What the exercise asks: Anywhere the string "that" shows up in the listing below, copy the line it is in.

Listed entries:
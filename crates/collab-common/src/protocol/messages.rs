//! Frame definitions
//!
//! Inbound frames come from editors, outbound frames from the hub.

use super::PresenceSnapshot;
use serde::{Deserialize, Serialize};

/// Frames a client may send on an active connection
#[derive(Debug, Clone, PartialEq, Eq, Serialize, Deserialize)]
#[serde(tag = "type", rename_all = "snake_case")]
pub enum ClientMessage {
    /// The editor switched to another section (tab)
    TabChange { tab: String },
    /// Keepalive; resets the idle timer
    Heartbeat,
}

impl ClientMessage {
    /// Build a tab change frame
    #[must_use]
    pub fn tab_change(tab: impl Into<String>) -> Self {
        Self::TabChange { tab: tab.into() }
    }

    /// Serialize to JSON string
    pub fn to_json(&self) -> Result<String, serde_json::Error> {
        serde_json::to_string(self)
    }

    /// Deserialize from JSON string
    pub fn from_json(json: &str) -> Result<Self, serde_json::Error> {
        serde_json::from_str(json)
    }
}

/// Frames the hub sends to a connection
#[derive(Debug, Clone, PartialEq, Eq, Serialize, Deserialize)]
#[serde(tag = "type", rename_all = "snake_case")]
pub enum ServerMessage {
    /// First frame of every session
    Hello {
        session_id: String,
        /// Milliseconds between client heartbeats
        heartbeat_interval: u64,
    },
    /// Full presence snapshot for the room
    Presence {
        /// Increases with every snapshot a room emits
        version: u64,
        presence: PresenceSnapshot,
    },
    /// A dataset of the document changed; cached copies are stale
    Change { table: String },
    /// Reply to a client heartbeat
    HeartbeatAck,
}

impl ServerMessage {
    /// Build a change notification
    #[must_use]
    pub fn change(table: impl Into<String>) -> Self {
        Self::Change { table: table.into() }
    }

    /// Short label for logs
    #[must_use]
    pub fn kind(&self) -> &'static str {
        match self {
            Self::Hello { .. } => "hello",
            Self::Presence { .. } => "presence",
            Self::Change { .. } => "change",
            Self::HeartbeatAck => "heartbeat_ack",
        }
    }

    /// Serialize to JSON string
    pub fn to_json(&self) -> Result<String, serde_json::Error> {
        serde_json::to_string(self)
    }

    /// Deserialize from JSON string
    pub fn from_json(json: &str) -> Result<Self, serde_json::Error> {
        serde_json::from_str(json)
    }
}

impl std::fmt::Display for ServerMessage {
    fn fmt(&self, f: &mut std::fmt::Formatter<'_>) -> std::fmt::Result {
        match self {
            Self::Presence { version, .. } => write!(f, "ServerMessage(presence, v={version})"),
            Self::Change { table } => write!(f, "ServerMessage(change, table={table})"),
            other => write!(f, "ServerMessage({})", other.kind()),
        }
    }
}
//! Collaboration hub entry point
//!
//! Run with:
//! ```bash
//! cargo run -p collab-hub
//! ```
//!
//! Configuration is loaded from environment variables.

use collab_common::{try_init_tracing_with_config, AppConfig, TracingConfig};
use tracing::{error, info};

#[tokio::main]
async fn main() {
    if let Err(e) = run().await {
        error!(error = %e, "Hub stopped with an error");
        eprintln!("collab-hub: {e}");
        std::process::exit(1);
    }
}

async fn run() -> Result<(), Box<dyn std::error::Error>> {
    let config = AppConfig::from_env()?;

    if let Err(e) = try_init_tracing_with_config(TracingConfig::for_environment(config.app.env)) {
        eprintln!("Warning: Failed to initialize tracing: {e}");
    }

    info!(
        name = %config.app.name,
        env = ?config.app.env,
        address = %config.server.address(),
        heartbeat_interval_ms = config.hub.heartbeat_interval_ms,
        idle_timeout_ms = config.hub.idle_timeout_ms,
        "Configuration loaded"
    );

    collab_hub::run(config).await?;

    Ok(())
}
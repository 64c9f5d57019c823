//! Change broadcaster
//!
//! Delivery is fire-and-forget: each recipient gets a non-blocking enqueue
//! and a recipient that cannot take the message simply misses it.

use crate::connection::{Connection, Delivery};
use crate::types::{DocumentId, SessionId};
use collab_common::ServerMessage;
use serde::Serialize;
use std::sync::Arc;

/// A dataset of a document was just mutated
#[derive(Debug, Clone, PartialEq, Eq)]
pub struct ChangeEvent {
    pub document_id: DocumentId,
    /// Logical dataset name, e.g. `pricing_rows`
    pub table: String,
    /// Session that made the change, if known
    pub origin: Option<SessionId>,
}

impl ChangeEvent {
    #[must_use]
    pub fn new(document_id: DocumentId, table: impl Into<String>) -> Self {
        Self {
            document_id,
            table: table.into(),
            origin: None,
        }
    }

    #[must_use]
    pub fn with_origin(mut self, origin: SessionId) -> Self {
        self.origin = Some(origin);
        self
    }
}

/// Per-publish delivery counts
#[derive(Debug, Clone, Copy, Default, PartialEq, Eq, Serialize)]
pub struct DeliveryReport {
    /// Enqueued for a recipient
    pub delivered: usize,
    /// Recipient queue full or closed
    pub dropped: usize,
    /// Origin or not active; never attempted
    pub skipped: usize,
}

/// Fans change notifications out to a recipient set
#[derive(Debug, Clone)]
pub struct ChangeBroadcaster {
    exclude_origin: bool,
}

impl Default for ChangeBroadcaster {
    fn default() -> Self {
        Self::new(true)
    }
}

impl ChangeBroadcaster {
    /// `exclude_origin` skips the publishing session when it is named
    #[must_use]
    pub fn new(exclude_origin: bool) -> Self {
        Self { exclude_origin }
    }

    #[must_use]
    pub fn excludes_origin(&self) -> bool {
        self.exclude_origin
    }

    /// Deliver `event` to every active recipient
    pub fn publish(&self, event: &ChangeEvent, recipients: &[Arc<Connection>]) -> DeliveryReport {
        let mut report = DeliveryReport::default();

        for connection in recipients {
            let is_origin = event.origin == Some(connection.session_id());
            if !connection.is_active() || (self.exclude_origin && is_origin) {
                report.skipped += 1;
                continue;
            }

            match connection.deliver(ServerMessage::change(event.table.as_str())) {
                Delivery::Queued => report.delivered += 1,
                Delivery::Dropped | Delivery::Closed => report.dropped += 1,
            }
        }

        tracing::debug!(
            document_id = %event.document_id,
            table = %event.table,
            delivered = report.delivered,
            dropped = report.dropped,
            skipped = report.skipped,
            "Change notification published"
        );

        report
    }
}
//! Inbound message handlers
//!
//! Decodes client frames and routes them to the matching handler.

mod error;
mod heartbeat;
mod tab_change;

pub use error::{HandlerError, HandlerResult};
pub use heartbeat::HeartbeatHandler;
pub use tab_change::TabChangeHandler;

use crate::connection::Connection;
use crate::hub::Hub;
use collab_common::ClientMessage;

/// Dispatch incoming client messages to appropriate handlers
pub struct MessageDispatcher;

impl MessageDispatcher {
    /// Decode a text frame
    pub fn decode(text: &str) -> HandlerResult<ClientMessage> {
        Ok(ClientMessage::from_json(text)?)
    }

    /// Handle a decoded client message
    pub fn dispatch(hub: &Hub, connection: &Connection, message: ClientMessage) -> HandlerResult<()> {
        tracing::trace!(
            session_id = %connection.session_id(),
            message = ?message,
            "Received message"
        );

        match message {
            ClientMessage::TabChange { tab } => {
                TabChangeHandler::handle(hub, connection, &tab).map(|_| ())
            }
            ClientMessage::Heartbeat => HeartbeatHandler::handle(connection),
        }
    }

    /// Decode and handle a text frame
    pub fn handle_text(hub: &Hub, connection: &Connection, text: &str) -> HandlerResult<()> {
        let message = Self::decode(text)?;
        Self::dispatch(hub, connection, message)
    }
}
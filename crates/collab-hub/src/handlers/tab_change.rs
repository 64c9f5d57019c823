//! Tab change handler

use super::{HandlerError, HandlerResult};
use crate::connection::Connection;
use crate::hub::Hub;
use crate::presence::SectionChange;
use crate::types::Section;

/// Handles `tab_change` messages
pub struct TabChangeHandler;

impl TabChangeHandler {
    /// Move the connection's presence entry to `tab`
    pub fn handle(hub: &Hub, connection: &Connection, tab: &str) -> HandlerResult<SectionChange> {
        let section = Section::parse(tab)
            .ok_or_else(|| HandlerError::InvalidPayload("tab must not be empty".to_string()))?;

        if !connection.is_active() {
            return Err(HandlerError::NotActive(connection.session_id()));
        }

        let change = hub.change_section(connection, section);
        if change == SectionChange::Unchanged {
            tracing::trace!(
                session_id = %connection.session_id(),
                tab,
                "Tab unchanged, nothing to publish"
            );
        }
        Ok(change)
    }
}
//! # collab-common
//!
//! Shared utilities for the collaboration hub: configuration, error handling,
//! token authentication, telemetry, and the wire protocol spoken with clients.

pub mod auth;
pub mod config;
pub mod error;
pub mod protocol;
pub mod telemetry;

// Re-export commonly used types at crate root
pub use auth::{Claims, Identity, JwtService};
pub use config::{
    AppConfig, AppSettings, ConfigError, CorsConfig, Environment, HubConfig, JwtConfig,
    ServerConfig,
};
pub use error::{AppError, AppResult, ErrorResponse};
pub use protocol::{ClientMessage, CloseCode, PresenceSnapshot, ServerMessage};
pub use telemetry::{
    init_tracing, init_tracing_with_config, try_init_tracing, try_init_tracing_with_config,
    TracingConfig, TracingError,
};
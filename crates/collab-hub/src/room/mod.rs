//! Document rooms
//!
//! A room is the unit of isolation: one per live document, holding its
//! members and their presence.

mod room;

pub use room::{DocumentRoom, RoomError};
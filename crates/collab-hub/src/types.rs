//! Identifiers used throughout the hub

use serde::{Deserialize, Serialize};
use std::fmt;
use uuid::Uuid;

/// Identifier of a shared document (a proposal)
#[derive(Debug, Clone, PartialEq, Eq, Hash, PartialOrd, Ord, Serialize, Deserialize)]
#[serde(transparent)]
pub struct DocumentId(String);

impl DocumentId {
    /// Parse a document id, rejecting blank input
    #[must_use]
    pub fn parse(raw: &str) -> Option<Self> {
        let trimmed = raw.trim();
        (!trimmed.is_empty()).then(|| Self(trimmed.to_string()))
    }

    #[must_use]
    pub fn as_str(&self) -> &str {
        &self.0
    }
}

impl fmt::Display for DocumentId {
    fn fmt(&self, f: &mut fmt::Formatter<'_>) -> fmt::Result {
        f.write_str(&self.0)
    }
}

/// A named part of a document an editor is looking at, e.g. a tab
#[derive(Debug, Clone, PartialEq, Eq, Hash, PartialOrd, Ord, Serialize, Deserialize)]
#[serde(transparent)]
pub struct Section(String);

impl Section {
    /// Section assumed when a client does not report one at connect time
    pub const DEFAULT: &'static str = "wbs";

    /// Parse a section label, rejecting blank input
    #[must_use]
    pub fn parse(raw: &str) -> Option<Self> {
        let trimmed = raw.trim();
        (!trimmed.is_empty()).then(|| Self(trimmed.to_string()))
    }

    #[must_use]
    pub fn as_str(&self) -> &str {
        &self.0
    }
}

impl Default for Section {
    fn default() -> Self {
        Self(Self::DEFAULT.to_string())
    }
}

impl fmt::Display for Section {
    fn fmt(&self, f: &mut fmt::Formatter<'_>) -> fmt::Result {
        f.write_str(&self.0)
    }
}

/// Server-assigned identifier of one connection
#[derive(Debug, Clone, Copy, PartialEq, Eq, Hash, Serialize, Deserialize)]
#[serde(transparent)]
pub struct SessionId(Uuid);

impl SessionId {
    /// Generate a fresh random session id
    #[must_use]
    pub fn generate() -> Self {
        Self(Uuid::new_v4())
    }

    #[must_use]
    pub fn from_uuid(id: Uuid) -> Self {
        Self(id)
    }

    #[must_use]
    pub fn as_uuid(&self) -> Uuid {
        self.0
    }
}

impl fmt::Display for SessionId {
    fn fmt(&self, f: &mut fmt::Formatter<'_>) -> fmt::Result {
        self.0.fmt(f)
    }
}
//! HTTP endpoints
//!
//! The CRUD API reports mutations here; clients read presence after a
//! reconnect.

use super::{ApiError, ApiResult, HubState};
use crate::broadcast::DeliveryReport;
use crate::types::{DocumentId, SessionId};
use axum::{
    async_trait,
    extract::{FromRef, FromRequestParts, Path, State},
    http::{request::Parts, StatusCode},
    Json,
};
use axum_extra::{
    headers::{authorization::Bearer, Authorization},
    TypedHeader,
};
use collab_common::{AppError, Identity, PresenceSnapshot};
use serde::{Deserialize, Serialize};
use uuid::Uuid;

/// Authenticated caller extracted from the bearer token
#[derive(Debug, Clone)]
pub struct AuthUser(pub Identity);

#[async_trait]
impl<S> FromRequestParts<S> for AuthUser
where
    S: Send + Sync,
    HubState: FromRef<S>,
{
    type Rejection = ApiError;

    async fn from_request_parts(parts: &mut Parts, state: &S) -> Result<Self, Self::Rejection> {
        let TypedHeader(Authorization(bearer)) =
            TypedHeader::<Authorization<Bearer>>::from_request_parts(parts, state)
                .await
                .map_err(|_| ApiError::MissingAuth)?;

        let hub_state = HubState::from_ref(state);
        let identity = hub_state
            .authenticator()
            .authenticate(bearer.token())
            .await
            .map_err(|e| {
                tracing::warn!(error = %e, "Invalid access token");
                ApiError::from(e)
            })?;

        Ok(Self(identity))
    }
}

/// Body of a change notification
#[derive(Debug, Deserialize)]
pub struct ChangeRequest {
    /// Dataset that was mutated
    pub table: String,
    /// Session of the editor that made the change, if it came from one
    #[serde(default)]
    pub origin_session: Option<Uuid>,
}

/// Result of a change notification
#[derive(Debug, Serialize)]
pub struct ChangeResponse {
    pub delivered: usize,
    pub dropped: usize,
}

impl From<DeliveryReport> for ChangeResponse {
    fn from(report: DeliveryReport) -> Self {
        Self {
            delivered: report.delivered,
            dropped: report.dropped,
        }
    }
}

/// Presence of one document
#[derive(Debug, Serialize)]
pub struct PresenceResponse {
    pub proposal_id: String,
    pub version: u64,
    pub presence: PresenceSnapshot,
}

/// Liveness and load
#[derive(Debug, Serialize)]
pub struct HealthResponse {
    pub status: &'static str,
    pub rooms: usize,
    pub connections: usize,
}

fn document_id(raw: &str) -> ApiResult<DocumentId> {
    DocumentId::parse(raw).ok_or_else(|| ApiError::invalid_path("proposal_id must not be empty"))
}

/// Fan a mutation out to the document's editors
///
/// POST /api/proposals/:proposal_id/changes
pub async fn publish_change(
    State(state): State<HubState>,
    AuthUser(caller): AuthUser,
    Path(proposal_id): Path<String>,
    Json(request): Json<ChangeRequest>,
) -> ApiResult<(StatusCode, Json<ChangeResponse>)> {
    let document_id = document_id(&proposal_id)?;
    let table = request.table.trim();
    if table.is_empty() {
        return Err(AppError::validation("table must not be empty").into());
    }

    let origin = request.origin_session.map(SessionId::from_uuid);
    let report = state.hub().notify_mutation(&document_id, table, origin);

    tracing::info!(
        document_id = %document_id,
        table,
        user_id = %caller.user_id,
        delivered = report.delivered,
        "Change notified"
    );

    Ok((StatusCode::ACCEPTED, Json(report.into())))
}

/// Current presence of a document
///
/// GET /api/proposals/:proposal_id/presence
pub async fn get_presence(
    State(state): State<HubState>,
    _caller: AuthUser,
    Path(proposal_id): Path<String>,
) -> ApiResult<Json<PresenceResponse>> {
    let document_id = document_id(&proposal_id)?;
    let (version, presence) = state.hub().presence(&document_id).unwrap_or_default();

    Ok(Json(PresenceResponse {
        proposal_id: document_id.to_string(),
        version,
        presence,
    }))
}

/// Basic health check (liveness probe)
///
/// GET /health
pub async fn health_check(State(state): State<HubState>) -> Json<HealthResponse> {
    Json(HealthResponse {
        status: "ok",
        rooms: state.hub().room_count(),
        connections: state.hub().connection_count(),
    })
}
//! Dataset to section mapping
//!
//! Tells the editor which tab has to refetch when a dataset changes.

/// Known datasets and the section (tab) that displays them
pub const TABLE_SECTIONS: &[(&str, &str)] = &[
    ("wbs_items", "wbs"),
    ("pricing_rows", "pricing"),
    ("proposed_people", "people"),
    ("scope_sections", "scope"),
    ("schedule_items", "schedule"),
    ("deliverables", "deliverables"),
    ("drawings", "drawings"),
];

/// Section showing `table`, or `None` for datasets no tab displays
#[must_use]
pub fn section_for_table(table: &str) -> Option<&'static str> {
    TABLE_SECTIONS
        .iter()
        .find(|(name, _)| *name == table)
        .map(|(_, section)| *section)
}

Worked solution:
//! and a recipient that cannot take the message simply misses it.
    /// Session that made the change, if known
    /// Dataset that was mutated
    /// Session of the editor that made the change, if it came from one
/// Known datasets and the section (tab) that displays them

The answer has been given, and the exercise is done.